El calor está que pela en Cuba, y no es metáfora. Con temperaturas que rebasan los 35 grados, humedad que no da tregua y apagones interminables, la vida en la Isla se ha vuelto una tortura constante. Pero lo más grave es que esta crisis eléctrica dejó de ser un simple fastidio para convertirse en una bomba de tiempo para la salud pública.
Desde hace meses, millones de cubanos sobreviven con cortes de luz que duran 24 horas o más, reventando la rutina, la paciencia y la salud física y mental de la gente. Ya no se trata solo de oscuridad, sino de un deterioro generalizado que pone en jaque la vida cotidiana.
Dormir en Cuba hoy es un lujo. Las noches sin corriente eléctrica se convierten en calderas infernales, donde los ventiladores están mudos y los aires acondicionados son apenas un recuerdo lejano. El cuerpo no descansa, la mente no se apaga. El sueño se vuelve fragmentado, escaso y desesperante.
“Mi hijo llora toda la noche por el calor y los mosquitos, y al día siguiente va a la escuela como un zombi”, cuenta Laura, desde Bayamo. Y como ella, hay miles. Porque el insomnio se volvió parte del menú diario, y eso arrastra un cóctel de problemas: fatiga crónica, defensas por el piso, irritabilidad, desánimo y enfermedades que no dan tregua.
Y por si fuera poco, los mosquitos están de fiesta. Sin electricidad, no hay cómo usar repelentes eléctricos ni ventilar las casas, y eso facilita la proliferación de criaderos en tanques y cubos con agua estancada. El dengue y el virus de Oropouche, ambos ya confirmados en la Isla, se expanden sin resistencia. No hay luz. No hay control. No hay salud.
Guardar alimentos también se ha vuelto misión imposible. Las neveras no funcionan y la comida se descompone en cuestión de horas. Lo mismo pasa con el agua, que no se puede conservar adecuadamente, poniendo en riesgo la higiene básica y la nutrición, sobre todo en niños y ancianos.

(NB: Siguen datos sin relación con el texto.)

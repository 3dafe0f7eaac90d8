//! Key Runner - An endless-runner level core
//!
//! Core modules:
//! - `sim`: Deterministic simulation (level generation, culling, scoring, session state)
//! - `config`: Data-driven tunables and difficulty presets
//! - `web`: wasm bindings driven by the host engine's frame loop

pub mod config;
pub mod sim;
#[cfg(target_arch = "wasm32")]
pub mod web;

pub use config::{ConfigError, Difficulty, GameConfig};

use glam::Vec2;

/// Game configuration constants
pub mod consts {
    /// Fixed simulation timestep (60 Hz, matches the host engine's arcade physics)
    pub const SIM_DT: f32 = 1.0 / 60.0;
    /// Maximum substeps per frame to prevent spiral of death
    pub const MAX_SUBSTEPS: u32 = 5;

    /// Default viewport (canvas size)
    pub const VIEWPORT_WIDTH: f32 = 800.0;
    pub const VIEWPORT_HEIGHT: f32 = 600.0;

    /// Sprite sizes in world units (unscaled)
    pub const PLATFORM_WIDTH: f32 = 400.0;
    pub const PLATFORM_HEIGHT: f32 = 32.0;
    pub const OBSTACLE_SIZE: f32 = 32.0;
    pub const KEY_SIZE: f32 = 24.0;
    pub const PLAYER_WIDTH: f32 = 32.0;
    pub const PLAYER_HEIGHT: f32 = 48.0;

    /// Score awarded per collected key
    pub const KEY_SCORE: u64 = 10;

    /// Key bounce coefficient range (drawn per key)
    pub const KEY_BOUNCE_MIN: f32 = 0.4;
    pub const KEY_BOUNCE_MAX: f32 = 0.8;
}

/// Uniform draw that tolerates a degenerate range (`lo == hi`)
#[inline]
pub fn sample_range<R: rand::Rng + ?Sized>(rng: &mut R, lo: f32, hi: f32) -> f32 {
    if hi > lo { rng.random_range(lo..=hi) } else { lo }
}

/// Horizontal distance between two points
#[inline]
pub fn horizontal_gap(a: Vec2, b: Vec2) -> f32 {
    (b.x - a.x).abs()
}
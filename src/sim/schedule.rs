//! Tick-counted timers and the session command queue
//!
//! Deferred work is data, not closures: a timer fires a `Command` into the
//! queue, and the session drains the queue at the start of the next tick.
//! Every command carries the epoch of the session that issued it.

use std::collections::VecDeque;

use serde::{Deserialize, Serialize};

/// Deferred or host-issued action
#[derive(Debug, Clone, Copy, PartialEq, Eq, Serialize, Deserialize)]
pub enum Command {
    /// Dismiss the info panel
    Continue,
    /// Tear the session down and build a new one
    Restart,
    /// Drop a key from above the camera's right edge
    DropKey,
}

/// A command tagged with the epoch of the session that issued it
#[derive(Debug, Clone, Copy, PartialEq, Eq)]
pub struct Stamped {
    pub epoch: u64,
    pub command: Command,
}

/// FIFO of pending commands
#[derive(Debug, Default)]
pub struct CommandQueue {
    items: VecDeque<Stamped>,
}

impl CommandQueue {
    pub fn new() -> Self {
        Self::default()
    }

    pub fn push(&mut self, epoch: u64, command: Command) {
        self.items.push_back(Stamped { epoch, command });
    }

    pub fn pop(&mut self) -> Option<Stamped> {
        self.items.pop_front()
    }

    pub fn len(&self) -> usize {
        self.items.len()
    }

    pub fn is_empty(&self) -> bool {
        self.items.is_empty()
    }
}

#[derive(Debug, Clone)]
struct Timer {
    epoch: u64,
    due_tick: u64,
    period: u64,
    command: Command,
}

/// Pending periodic timers for the current session
#[derive(Debug, Default)]
pub struct Scheduler {
    timers: Vec<Timer>,
}

impl Scheduler {
    pub fn new() -> Self {
        Self::default()
    }

    /// Fire `command` every `period` ticks, starting `period` ticks after `now`
    pub fn every(&mut self, epoch: u64, now: u64, period: u32, command: Command) {
        let period = u64::from(period.max(1));
        self.timers.push(Timer {
            epoch,
            due_tick: now + period,
            period,
            command,
        });
    }

    /// Drop every pending timer; returns how many were pending
    pub fn cancel_all(&mut self) -> usize {
        let count = self.timers.len();
        self.timers.clear();
        count
    }

    pub fn pending(&self) -> usize {
        self.timers.len()
    }

    /// Enqueue the commands of every timer due at or before `now` and re-arm
    /// it. A timer fires at most once per call.
    pub fn advance(&mut self, now: u64, queue: &mut CommandQueue) -> usize {
        let mut fired = 0;
        for timer in self.timers.iter_mut().filter(|t| t.due_tick <= now) {
            queue.push(timer.epoch, timer.command);
            timer.due_tick = now + timer.period;
            fired += 1;
        }
        fired
    }
}

#[cfg(test)]
mod tests {
    use super::*;

    #[test]
    fn test_periodic_rearms() {
        let mut scheduler = Scheduler::new();
        let mut queue = CommandQueue::new();
        scheduler.every(3, 0, 4, Command::DropKey);

        let fired: usize = (1..=12).map(|t| scheduler.advance(t, &mut queue)).sum();
        assert_eq!(fired, 3);
        assert_eq!(queue.len(), 3);
        assert_eq!(scheduler.pending(), 1);
        assert_eq!(queue.pop().unwrap().epoch, 3);
    }

    #[test]
    fn test_cancel_all_silences_timers() {
        let mut scheduler = Scheduler::new();
        let mut queue = CommandQueue::new();
        scheduler.every(0, 0, 2, Command::DropKey);
        scheduler.every(0, 0, 3, Command::DropKey);

        assert_eq!(scheduler.cancel_all(), 2);
        assert_eq!(scheduler.cancel_all(), 0);
        assert_eq!(scheduler.advance(100, &mut queue), 0);
        assert!(queue.is_empty());
    }

    #[test]
    fn test_fifo_across_epochs() {
        let mut queue = CommandQueue::new();
        queue.push(1, Command::DropKey);
        queue.push(2, Command::Restart);
        assert_eq!(queue.pop(), Some(Stamped { epoch: 1, command: Command::DropKey }));
        assert_eq!(queue.pop(), Some(Stamped { epoch: 2, command: Command::Restart }));
        assert_eq!(queue.pop(), None);
    }

    #[test]
    fn test_zero_period_is_clamped() {
        let mut scheduler = Scheduler::new();
        let mut queue = CommandQueue::new();
        scheduler.every(0, 0, 0, Command::DropKey);
        assert_eq!(scheduler.advance(0, &mut queue), 0);
        assert_eq!(scheduler.advance(1, &mut queue), 1);
    }
}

A nivel mental, el impacto es demoledor. La falta de control sobre lo cotidiano, la incertidumbre de no saber cuándo volverá la luz, la imposibilidad de planificar el día, y esa sensación de estar completamente abandonado por el Estado, van quebrando la mente del cubano de a pie.
“Uno llega a un punto en que siente que va a estallar. No puedes cocinar, no puedes dormir, no puedes vivir”, confiesa Yoel desde Ciego de Ávila. Y esa frase resume el sentir colectivo: desesperanza, frustración, rabia.
Los más golpeados, como siempre, son los más vulnerables. Niños, ancianos y enfermos crónicos están en la cuerda floja. La falta de refrigeración compromete medicamentos vitales. El calor puede ser letal para un hipertenso o un paciente cardíaco. Y sin equipos eléctricos, la atención médica básica se vuelve un acto de fe.
Lo más indignante es que esta crisis no es nueva, pero sí es cada vez peor. La narrativa oficial vuelve con su cantaleta: que si el combustible, que si las roturas, que si el bloqueo. Pero la realidad en la calle es otra: el pueblo está exhausto, sin respuestas, y sin esperanza de que algo cambie.
Mientras se prioriza el turismo y se gastan recursos en campañas de propaganda, la salud del cubano se deteriora en silencio, en la oscuridad, bajo el zumbido constante de los mosquitos y el grito apagado de un ventilador que no gira. Los apagones ya no son solo cortes de luz: son cortes de vida. Y el régimen, como siempre, mirando hacia otro lado.